Antisera are blood serum derived from animals which contain antibodies against specific antigens. They are injected to treat or protect against specific diseases. After plasma therapy, it is the latest therapy to be used to treat and prevent the severity of COVID-19 disease among the patients.

While plasma therapy could not derive a satisfactory result in reducing mortality of the severe patients of COVID-19, the ICMR has high hopes riding on the antisera therapy. "Although, plasma recovered from patients experiencing COVID-19 could serve a similar purpose, the profile of antibodies, their efficacy and concentration keep varying from one patient to another and therefore make it an unreliable clinical tool for patient management," the ICMR stated.

However, the therapeutic use of antisera is not new to medical science. The ICMR said that it has been used to control many viral and bacterial infections.

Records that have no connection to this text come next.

/* src/lib.rs */

// Re-export modules for both binary and tests
pub mod control;
pub mod error;
pub mod ingest;
pub mod logger;
pub mod parse;
pub mod policy;
pub mod runtime;
pub mod shell;
pub mod sink;
pub mod stats;
pub mod telemetry;

pub use error::{ConfigError, SupervisorError};
pub use parse::{Config, LaunchSpec};
pub use runtime::{Phase, Supervisor, SupervisorOptions};
pub use stats::StatusReport;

Besides, the World Health Organisation (WHO) has listed it as a life-saving medicine.

"Such measures have previously been used in medical science to control many viral and bacterial infections such as Rabies, Hepatitis B, Vaccinia virus, Tetanus, Botulism and Diphtheria," the ICMR stated.

While the use of convalescent plasma as a treatment modality for COVID-19 has received authorisation for off-label use in India, a study conducted by the ICMR suggested that its administration did not reduce mortality or progression to severe COVID-19 condition among the patients.

The study, published on September 8, was conducted in 39 tertiary care hospitals across the country.

A total of 464 participants were enrolled between April 22 and July 14 in the trial which was aimed to investigate its effectiveness for treatment of COVID-19.